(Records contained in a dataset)
┌──
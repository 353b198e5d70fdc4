//! Floor Server - 餐厅楼面管理服务
//!
//! # 架构概述
//!
//! 本模块是 Floor Server 的主入口，提供以下核心功能：
//!
//! - **桌台分配** (`floor`): 最优匹配选桌、等位队列、超时回收
//! - **数据库** (`db`): 嵌入式 SurrealDB 存储 (座位计划、客人投影)
//! - **HTTP API** (`api`): RESTful API 接口
//!
//! # 模块结构
//!
//! ```text
//! floor-server/src/
//! ├── core/          # 配置、状态、HTTP 服务器、错误
//! ├── floor/         # 分配协调器、注册表、等位队列、回收调度
//! ├── api/           # HTTP 路由和处理器
//! ├── db/            # 数据库层
//! └── utils/         # 工具函数
//! ```

pub mod api;
pub mod core;
pub mod db;
pub mod floor;
pub mod utils;

// Re-export 公共类型
pub use crate::core::{Config, Server, ServerState};
pub use crate::floor::{
    AllocationCoordinator, BookingOutcome, FloorEvent, GuestStore, MemGuestStore, ReleaseTrigger,
    TableRegistry, Waitlist,
};
pub use crate::utils::{AppError, AppResult};

// Re-export logger functions
pub use crate::utils::logger::{init_logger, init_logger_with_file};

/// 设置运行环境 (dotenv, 工作目录, 日志)
///
/// 必须在 [`Config::from_env`] 之前调用。
pub fn setup_environment() -> Result<(), Box<dyn std::error::Error>> {
    dotenv::dotenv().ok();

    let config = Config::from_env();
    config.ensure_work_dir_structure()?;

    let logs_dir = config.logs_dir();
    init_logger_with_file(Some(config.log_level.as_str()), logs_dir.to_str());

    Ok(())
}

pub fn print_banner() {
    println!(
        r#"
    ________
   / ____/ /___  ____  _____
  / /_  / / __ \/ __ \/ ___/
 / __/ / / /_/ / /_/ / /
/_/   /_/\____/\____/_/
   _____
  / ___/___  ______   _____  _____
  \__ \/ _ \/ ___/ | / / _ \/ ___/
 ___/ /  __/ /   | |/ /  __/ /
/____/\___/_/    |___/\___/_/
    "#
    );
}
└──
TASK PROMPT
The reply is to be an exact repeat of the records above.

WORKED SOLUTION
repository 353b198e5d70fdc4
//! Floor Server - 餐厅楼面管理服务
//!
//! # 架构概述
//!
//! 本模块是 Floor Server 的主入口，提供以下核心功能：
//!
//! - **桌台分配** (`floor`): 最优匹配选桌、等位队列、超时回收
//! - **数据库** (`db`): 嵌入式 SurrealDB 存储 (座位计划、客人投影)
//! - **HTTP API** (`api`): RESTful API 接口
//!
//! # 模块结构
//!
//! ```text
//! floor-server/src/
//! ├── core/          # 配置、状态、HTTP 服务器、错误
//! ├── floor/         # 分配协调器、注册表、等位队列、回收调度
//! ├── api/           # HTTP 路由和处理器
//! ├── db/            # 数据库层
//! └── utils/         # 工具函数
//! ```

pub mod api;
pub mod core;
pub mod db;
pub mod floor;
pub mod utils;

// Re-export 公共类型
pub use crate::core::{Config, Server, ServerState};
pub use crate::floor::{
    AllocationCoordinator, BookingOutcome, FloorEvent, GuestStore, MemGuestStore, ReleaseTrigger,
    TableRegistry, Waitlist,
};
pub use crate::utils::{AppError, AppResult};

// Re-export logger functions
pub use crate::utils::logger::{init_logger, init_logger_with_file};

/// 设置运行环境 (dotenv, 工作目录, 日志)
///
/// 必须在 [`Config::from_env`] 之前调用。
pub fn setup_environment() -> Result<(), Box<dyn std::error::Error>> {
    dotenv::dotenv().ok();

    let config = Config::from_env();
    config.ensure_work_dir_structure()?;

    let logs_dir = config.logs_dir();
    init_logger_with_file(Some(config.log_level.as_str()), logs_dir.to_str());

    Ok(())
}

pub fn print_banner() {
    println!(
        r#"
    ________
   / ____/ /___  ____  _____
  / /_  / / __ \/ __ \/ ___/
 / __/ / / /_/ / /_/ / /
/_/   /_/\____/\____/_/
   _____
  / ___/___  ______   _____  _____
  \__ \/ _ \/ ___/ | / / _ \/ ___/
 ___/ /  __/ /   | |/ /  __/ /
/____/\___/_/    |___/\___/_/
    "#
    );
}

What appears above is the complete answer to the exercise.